An image of a ribosome.

Credit: Laguna Design/Science Source


The molecular machines that cells use to build proteins are backed by a billion years of evolution. In that time, these machines—ribosomes—have become exceptionally good at forging amide bonds between standard α-amino acids to make peptides and proteins.

In brief

The ribosome is a finely tuned machine, honed by more than a billion years of evolution. It’s very good at its job—making proteins from a defined set of α-amino acids. Researchers want to repurpose the ribosome to incorporate a larger variety of monomers, including nonstandard amino acids and ones that aren’t amino acids at all. To do that, they are engineering the ribosomal RNA that’s involved with catalyzing bond formation. Some researchers are focusing on adapting the ribosomes that cells use to build their normal proteins, and others are developing ribosomes meant to run in parallel with normal ribosomes. As engineered ribosomes become available, scientists will use them to discover and make new medicines and materials.

Ribosomes are so good at their job that researchers want to harness them to make other polymers. If they could coax these protein-translation machines to use building blocks other than the amino acids found in nature, they could discover polymers—whether proteins or novel materials—with entirely new properties and functions. For years, researchers were satisfied with engineering them to add nonstandard α-amino acids to proteins.

But in the past 15 or so years, researchers have begun trying to use ribosomes to add other types of monomers, such as amino acids with longer backbones. Using the ribosome to synthesize polymers other than proteins will make it easier for researchers to explore wider areas of chemical space and evolve materials with new properties, such as resistance to enzymes or new ways of folding.

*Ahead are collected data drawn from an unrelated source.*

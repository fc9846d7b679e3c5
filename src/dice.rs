//! Source of randomness for placement and targeting.
//!
//! Every `rand::Rng` is a [`Dice`]; tests can script their own.

use rand::Rng;

use crate::config::CELL_COUNT;
use crate::coord::{Coordinate, Orientation};

pub trait Dice {
    /// Uniform coordinate over the whole grid.
    fn coordinate(&mut self) -> Coordinate;

    /// Uniform choice between the two orientations.
    fn orientation(&mut self) -> Orientation;

    /// Uniform index in `0..len`. `len` is never zero.
    fn index(&mut self, len: usize) -> usize;
}

impl<R: Rng + ?Sized> Dice for R {
    fn coordinate(&mut self) -> Coordinate {
        let idx = self.random_range(0..CELL_COUNT);
        Coordinate::from_index(idx).unwrap_or_default()
    }

    fn orientation(&mut self) -> Orientation {
        if self.random() {
            Orientation::Horizontal
        } else {
            Orientation::Vertical
        }
    }

    fn index(&mut self, len: usize) -> usize {
        self.random_range(0..len)
    }
}
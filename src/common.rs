//! Common types: shot reports and error enums.

use crate::cell::CellState;
use crate::coord::{Coordinate, Position};

/// Outcome of a shot at a board.
#[derive(Debug, Clone, Copy, PartialEq, Eq, Hash)]
#[cfg_attr(feature = "std", derive(serde::Serialize, serde::Deserialize))]
pub enum Report {
    /// Target is no longer in the move pool; nothing changed.
    NotValid,
    /// Target was empty water.
    Missed,
    /// Target held a ship segment and the ship is still afloat.
    Hit,
    /// Target held the last live segment of a ship.
    Destroyed,
}

/// Errors returned by board and ship operations.
#[derive(Debug, Clone, PartialEq, Eq)]
pub enum BoardError {
    /// Part of a ship would lie outside the grid.
    ShipOutOfBounds,
    /// Ship size outside `1..=MAX_SHIP_SIZE`.
    InvalidShipSize(u8),
    /// Two ships overlap or touch, diagonals included.
    ShipsTouching { a: usize, b: usize },
    /// A ship was hit more times than it has segments.
    ShipAlreadySunk,
    /// A square was asked to move backwards through its states.
    IllegalTransition {
        at: Coordinate,
        from: CellState,
        to: CellState,
    },
    /// A square marked as ship belongs to no ship in the fleet.
    UnknownShipHit(Coordinate),
    /// Random placement ran out of retries.
    UnableToPlaceFleet { restarts: u32 },
}

impl core::fmt::Display for BoardError {
    fn fmt(&self, f: &mut core::fmt::Formatter<'_>) -> core::fmt::Result {
        match self {
            BoardError::ShipOutOfBounds => write!(f, "Ship placement is out of bounds"),
            BoardError::InvalidShipSize(size) => write!(f, "Invalid ship size {}", size),
            BoardError::ShipsTouching { a, b } => {
                write!(f, "Ships {} and {} overlap or touch", a, b)
            }
            BoardError::ShipAlreadySunk => write!(f, "Ship is already sunk"),
            BoardError::IllegalTransition { at, from, to } => {
                write!(f, "Cell {} cannot go from {:?} to {:?}", at, from, to)
            }
            BoardError::UnknownShipHit(at) => write!(f, "No ship owns the segment at {}", at),
            BoardError::UnableToPlaceFleet { restarts } => {
                write!(f, "Unable to place fleet after {} restarts", restarts)
            }
        }
    }
}

#[cfg(feature = "std")]
impl std::error::Error for BoardError {}

/// Errors raised by the targeting engine.
#[derive(Debug, Clone, PartialEq, Eq)]
pub enum TargetingError {
    /// Board failed while resolving the engine's shot.
    Board(BoardError),
    /// The board refused a shot the engine proposed.
    RejectedShot(Position),
    /// A result was recorded with no shot pending.
    NoPendingShot,
    /// The board has no legal targets left.
    NoMovesLeft,
}

impl From<BoardError> for TargetingError {
    fn from(err: BoardError) -> Self {
        TargetingError::Board(err)
    }
}

impl core::fmt::Display for TargetingError {
    fn fmt(&self, f: &mut core::fmt::Formatter<'_>) -> core::fmt::Result {
        match self {
            TargetingError::Board(e) => write!(f, "Board error: {}", e),
            TargetingError::RejectedShot(p) => write!(f, "Board rejected proposed shot at {}", p),
            TargetingError::NoPendingShot => write!(f, "No shot is pending"),
            TargetingError::NoMovesLeft => write!(f, "No legal targets left"),
        }
    }
}

#[cfg(feature = "std")]
impl std::error::Error for TargetingError {}
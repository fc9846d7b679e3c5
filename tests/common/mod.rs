#![allow(dead_code)]

use std::collections::VecDeque;

use salvo::{Coordinate, Dice, Orientation};

/// Dice that replays a fixed script and panics when it runs out.
#[derive(Default)]
pub struct Scripted {
    pub coordinates: VecDeque<Coordinate>,
    pub orientations: VecDeque<Orientation>,
    pub indices: VecDeque<usize>,
}

impl Scripted {
    pub fn with_indices(indices: impl IntoIterator<Item = usize>) -> Self {
        Self {
            indices: indices.into_iter().collect(),
            ..Self::default()
        }
    }

    pub fn push_ship(&mut self, col: u8, row: u8, orientation: Orientation) {
        self.coordinates.push_back(at(col, row));
        self.orientations.push_back(orientation);
    }
}

impl Dice for Scripted {
    fn coordinate(&mut self) -> Coordinate {
        self.coordinates.pop_front().expect("coordinate script exhausted")
    }

    fn orientation(&mut self) -> Orientation {
        self.orientations.pop_front().expect("orientation script exhausted")
    }

    fn index(&mut self, len: usize) -> usize {
        let i = self.indices.pop_front().expect("index script exhausted");
        assert!(i < len, "scripted index {} out of range {}", i, len);
        i
    }
}

pub fn at(col: u8, row: u8) -> Coordinate {
    Coordinate::new(col, row).unwrap()
}
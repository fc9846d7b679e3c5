#![cfg(feature = "std")]

use std::env;
use std::io::Write;

use log::{LevelFilter, Metadata, Record};

/// Environment variable holding the log level (`error` .. `trace`).
pub const LOG_ENV: &str = "SALVO_LOG";

struct StderrLogger;

impl log::Log for StderrLogger {
    fn enabled(&self, metadata: &Metadata) -> bool {
        metadata.level() <= log::max_level()
    }

    fn log(&self, record: &Record) {
        if self.enabled(record.metadata()) {
            let _ = writeln!(
                std::io::stderr(),
                "{} [{}] {}",
                record.level(),
                record.target(),
                record.args()
            );
        }
    }

    fn flush(&self) {
        let _ = std::io::stderr().flush();
    }
}

static LOGGER: StderrLogger = StderrLogger;

/// Install the stderr logger with the level taken from `SALVO_LOG`.
/// Defaults to `info` if the variable is not set or invalid.
pub fn init_logging() {
    let level = env::var(LOG_ENV)
        .ok()
        .and_then(|lvl| lvl.parse().ok())
        .unwrap_or(LevelFilter::Info);
    let _ = log::set_logger(&LOGGER).map(|()| log::set_max_level(level));
}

“My goal is to generate new molecules and learn how to exploit the ribosome to program novel bond-forming reactions. It’s a fascinating chemical problem,” says Alanna Schepartz, a chemical biologist at the University of California, Berkeley, who leads C-GEM, the Center for Genetically Encoded Materials. C-GEM is a National Science Foundation–funded Center for Chemical Innovation that brings together a multi-institutional team of chemists, biochemists, structural biologists, synthetic biologists, and organic and materials chemists to repurpose the translation machinery so that it can be used for the programmed synthesis of new medicines and materials. “There is already evidence that extant ribosomes can synthesize novel molecules that are not oligomers of α-amino acids, including ones with interesting properties,” Schepartz says.

Before researchers can harness the ribosome to make such new materials, they need to determine how to co-opt nature’s finely tuned machine without breaking it. That is not an easy task.

Nature’s protein factories

Bacterial ribosomes are hulking complexes made of three RNA molecules and more than 50 proteins. Those components are divided between a small and a large subunit, which have separate roles in protein synthesis. In simple terms, the small subunit binds to and decodes the messenger RNA (mRNA), which contains the protein-making instructions. The large subunit catalyzes the formation of amide bonds in a growing peptide or protein chain.

A small collection of RNA molecules forms the core of the ribosome and is responsible for catalyzing peptide bond formation. Those ribosomal RNA (rRNA) molecules have size-based names that are derived from their rates of sedimentation in a centrifuge. Bacterial ribosomes, the subject of most engineering efforts, are smaller than ribosomes in eukaryotes. Their large subunit incorporates two rRNAs—23S and 5S—and the small subunit has just one, 16S.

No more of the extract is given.